[Stored items]
=== Begin Enclosure ===

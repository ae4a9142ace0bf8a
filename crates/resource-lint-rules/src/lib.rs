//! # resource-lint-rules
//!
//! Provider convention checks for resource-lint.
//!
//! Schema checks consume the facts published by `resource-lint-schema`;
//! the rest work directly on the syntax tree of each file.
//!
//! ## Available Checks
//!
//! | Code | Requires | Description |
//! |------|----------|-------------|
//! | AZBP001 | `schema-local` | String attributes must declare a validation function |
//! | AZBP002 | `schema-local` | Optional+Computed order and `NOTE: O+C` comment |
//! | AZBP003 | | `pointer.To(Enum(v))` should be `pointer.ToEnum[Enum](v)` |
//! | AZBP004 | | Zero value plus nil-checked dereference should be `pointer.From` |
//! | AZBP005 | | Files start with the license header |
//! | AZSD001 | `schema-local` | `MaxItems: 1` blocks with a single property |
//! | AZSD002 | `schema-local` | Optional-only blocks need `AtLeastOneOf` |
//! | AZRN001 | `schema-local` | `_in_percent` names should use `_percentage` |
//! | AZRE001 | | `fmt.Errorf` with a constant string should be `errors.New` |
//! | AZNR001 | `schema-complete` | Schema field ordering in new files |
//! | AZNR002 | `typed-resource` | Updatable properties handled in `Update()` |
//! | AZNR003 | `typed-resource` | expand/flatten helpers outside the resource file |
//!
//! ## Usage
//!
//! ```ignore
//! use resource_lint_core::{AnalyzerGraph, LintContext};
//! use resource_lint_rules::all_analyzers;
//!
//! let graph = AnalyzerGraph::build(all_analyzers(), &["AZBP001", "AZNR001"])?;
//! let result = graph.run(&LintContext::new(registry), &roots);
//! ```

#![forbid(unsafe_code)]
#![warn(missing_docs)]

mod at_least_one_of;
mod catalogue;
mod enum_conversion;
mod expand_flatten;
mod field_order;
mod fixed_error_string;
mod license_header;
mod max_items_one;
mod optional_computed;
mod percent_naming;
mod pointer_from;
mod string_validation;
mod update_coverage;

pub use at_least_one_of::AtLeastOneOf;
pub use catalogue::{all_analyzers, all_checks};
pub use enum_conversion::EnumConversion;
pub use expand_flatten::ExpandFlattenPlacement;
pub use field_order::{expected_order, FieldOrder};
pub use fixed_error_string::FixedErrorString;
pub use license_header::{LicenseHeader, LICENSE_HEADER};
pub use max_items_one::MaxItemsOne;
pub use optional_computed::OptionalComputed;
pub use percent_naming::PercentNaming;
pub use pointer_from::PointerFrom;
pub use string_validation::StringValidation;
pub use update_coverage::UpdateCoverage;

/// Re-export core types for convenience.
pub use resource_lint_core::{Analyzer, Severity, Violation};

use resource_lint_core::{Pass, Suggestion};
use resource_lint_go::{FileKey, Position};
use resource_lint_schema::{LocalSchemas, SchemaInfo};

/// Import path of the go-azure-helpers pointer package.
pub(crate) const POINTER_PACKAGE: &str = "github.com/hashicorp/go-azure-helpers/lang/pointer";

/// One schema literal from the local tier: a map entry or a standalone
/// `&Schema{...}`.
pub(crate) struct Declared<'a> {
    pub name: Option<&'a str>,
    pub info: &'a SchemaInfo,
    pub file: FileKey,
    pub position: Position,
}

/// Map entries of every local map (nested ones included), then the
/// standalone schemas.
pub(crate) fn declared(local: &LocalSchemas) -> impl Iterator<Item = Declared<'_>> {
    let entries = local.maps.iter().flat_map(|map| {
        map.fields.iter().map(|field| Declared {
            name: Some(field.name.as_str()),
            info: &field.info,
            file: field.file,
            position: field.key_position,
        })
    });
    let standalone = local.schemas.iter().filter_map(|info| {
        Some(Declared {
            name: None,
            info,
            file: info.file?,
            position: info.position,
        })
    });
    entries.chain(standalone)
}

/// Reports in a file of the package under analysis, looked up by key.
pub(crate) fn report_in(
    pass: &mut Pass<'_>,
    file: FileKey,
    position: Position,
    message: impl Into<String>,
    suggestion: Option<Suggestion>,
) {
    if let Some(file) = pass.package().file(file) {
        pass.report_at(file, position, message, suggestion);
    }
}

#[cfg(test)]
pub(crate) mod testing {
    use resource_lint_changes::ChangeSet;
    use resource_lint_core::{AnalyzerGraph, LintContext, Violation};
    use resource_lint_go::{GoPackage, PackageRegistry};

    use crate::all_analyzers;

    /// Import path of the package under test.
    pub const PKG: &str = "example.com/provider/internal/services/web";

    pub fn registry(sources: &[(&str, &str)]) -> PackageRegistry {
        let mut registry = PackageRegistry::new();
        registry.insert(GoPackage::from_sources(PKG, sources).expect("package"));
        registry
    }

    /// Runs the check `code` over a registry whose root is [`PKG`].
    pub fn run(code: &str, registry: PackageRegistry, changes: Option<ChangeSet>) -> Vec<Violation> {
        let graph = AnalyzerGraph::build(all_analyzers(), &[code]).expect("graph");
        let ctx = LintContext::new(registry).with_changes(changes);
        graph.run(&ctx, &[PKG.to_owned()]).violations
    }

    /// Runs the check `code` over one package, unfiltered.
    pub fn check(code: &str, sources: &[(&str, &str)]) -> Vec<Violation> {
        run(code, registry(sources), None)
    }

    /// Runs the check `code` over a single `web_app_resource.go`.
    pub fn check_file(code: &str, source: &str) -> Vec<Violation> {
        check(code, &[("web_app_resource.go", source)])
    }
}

=== End Enclosure ===

Exactly as they appear above, print all the entries.

Output of the task —
repository ae4a9142ace0bf8a
filename crates/resource-lint-rules/src/lib.rs
//! # resource-lint-rules
//!
//! Provider convention checks for resource-lint.
//!
//! Schema checks consume the facts published by `resource-lint-schema`;
//! the rest work directly on the syntax tree of each file.
//!
//! ## Available Checks
//!
//! | Code | Requires | Description |
//! |------|----------|-------------|
//! | AZBP001 | `schema-local` | String attributes must declare a validation function |
//! | AZBP002 | `schema-local` | Optional+Computed order and `NOTE: O+C` comment |
//! | AZBP003 | | `pointer.To(Enum(v))` should be `pointer.ToEnum[Enum](v)` |
//! | AZBP004 | | Zero value plus nil-checked dereference should be `pointer.From` |
//! | AZBP005 | | Files start with the license header |
//! | AZSD001 | `schema-local` | `MaxItems: 1` blocks with a single property |
//! | AZSD002 | `schema-local` | Optional-only blocks need `AtLeastOneOf` |
//! | AZRN001 | `schema-local` | `_in_percent` names should use `_percentage` |
//! | AZRE001 | | `fmt.Errorf` with a constant string should be `errors.New` |
//! | AZNR001 | `schema-complete` | Schema field ordering in new files |
//! | AZNR002 | `typed-resource` | Updatable properties handled in `Update()` |
//! | AZNR003 | `typed-resource` | expand/flatten helpers outside the resource file |
//!
//! ## Usage
//!
//! ```ignore
//! use resource_lint_core::{AnalyzerGraph, LintContext};
//! use resource_lint_rules::all_analyzers;
//!
//! let graph = AnalyzerGraph::build(all_analyzers(), &["AZBP001", "AZNR001"])?;
//! let result = graph.run(&LintContext::new(registry), &roots);
//! ```

#![forbid(unsafe_code)]
#![warn(missing_docs)]

mod at_least_one_of;
mod catalogue;
mod enum_conversion;
mod expand_flatten;
mod field_order;
mod fixed_error_string;
mod license_header;
mod max_items_one;
mod optional_computed;
mod percent_naming;
mod pointer_from;
mod string_validation;
mod update_coverage;

pub use at_least_one_of::AtLeastOneOf;
pub use catalogue::{all_analyzers, all_checks};
pub use enum_conversion::EnumConversion;
pub use expand_flatten::ExpandFlattenPlacement;
pub use field_order::{expected_order, FieldOrder};
pub use fixed_error_string::FixedErrorString;
pub use license_header::{LicenseHeader, LICENSE_HEADER};
pub use max_items_one::MaxItemsOne;
pub use optional_computed::OptionalComputed;
pub use percent_naming::PercentNaming;
pub use pointer_from::PointerFrom;
pub use string_validation::StringValidation;
pub use update_coverage::UpdateCoverage;

/// Re-export core types for convenience.
pub use resource_lint_core::{Analyzer, Severity, Violation};

use resource_lint_core::{Pass, Suggestion};
use resource_lint_go::{FileKey, Position};
use resource_lint_schema::{LocalSchemas, SchemaInfo};

/// Import path of the go-azure-helpers pointer package.
pub(crate) const POINTER_PACKAGE: &str = "github.com/hashicorp/go-azure-helpers/lang/pointer";

/// One schema literal from the local tier: a map entry or a standalone
/// `&Schema{...}`.
pub(crate) struct Declared<'a> {
    pub name: Option<&'a str>,
    pub info: &'a SchemaInfo,
    pub file: FileKey,
    pub position: Position,
}

/// Map entries of every local map (nested ones included), then the
/// standalone schemas.
pub(crate) fn declared(local: &LocalSchemas) -> impl Iterator<Item = Declared<'_>> {
    let entries = local.maps.iter().flat_map(|map| {
        map.fields.iter().map(|field| Declared {
            name: Some(field.name.as_str()),
            info: &field.info,
            file: field.file,
            position: field.key_position,
        })
    });
    let standalone = local.schemas.iter().filter_map(|info| {
        Some(Declared {
            name: None,
            info,
            file: info.file?,
            position: info.position,
        })
    });
    entries.chain(standalone)
}

/// Reports in a file of the package under analysis, looked up by key.
pub(crate) fn report_in(
    pass: &mut Pass<'_>,
    file: FileKey,
    position: Position,
    message: impl Into<String>,
    suggestion: Option<Suggestion>,
) {
    if let Some(file) = pass.package().file(file) {
        pass.report_at(file, position, message, suggestion);
    }
}

#[cfg(test)]
pub(crate) mod testing {
    use resource_lint_changes::ChangeSet;
    use resource_lint_core::{AnalyzerGraph, LintContext, Violation};
    use resource_lint_go::{GoPackage, PackageRegistry};

    use crate::all_analyzers;

    /// Import path of the package under test.
    pub const PKG: &str = "example.com/provider/internal/services/web";

    pub fn registry(sources: &[(&str, &str)]) -> PackageRegistry {
        let mut registry = PackageRegistry::new();
        registry.insert(GoPackage::from_sources(PKG, sources).expect("package"));
        registry
    }

    /// Runs the check `code` over a registry whose root is [`PKG`].
    pub fn run(code: &str, registry: PackageRegistry, changes: Option<ChangeSet>) -> Vec<Violation> {
        let graph = AnalyzerGraph::build(all_analyzers(), &[code]).expect("graph");
        let ctx = LintContext::new(registry).with_changes(changes);
        graph.run(&ctx, &[PKG.to_owned()]).violations
    }

    /// Runs the check `code` over one package, unfiltered.
    pub fn check(code: &str, sources: &[(&str, &str)]) -> Vec<Violation> {
        run(code, registry(sources), None)
    }

    /// Runs the check `code` over a single `web_app_resource.go`.
    pub fn check_file(code: &str, source: &str) -> Vec<Violation> {
        check(code, &[("web_app_resource.go", source)])
    }
}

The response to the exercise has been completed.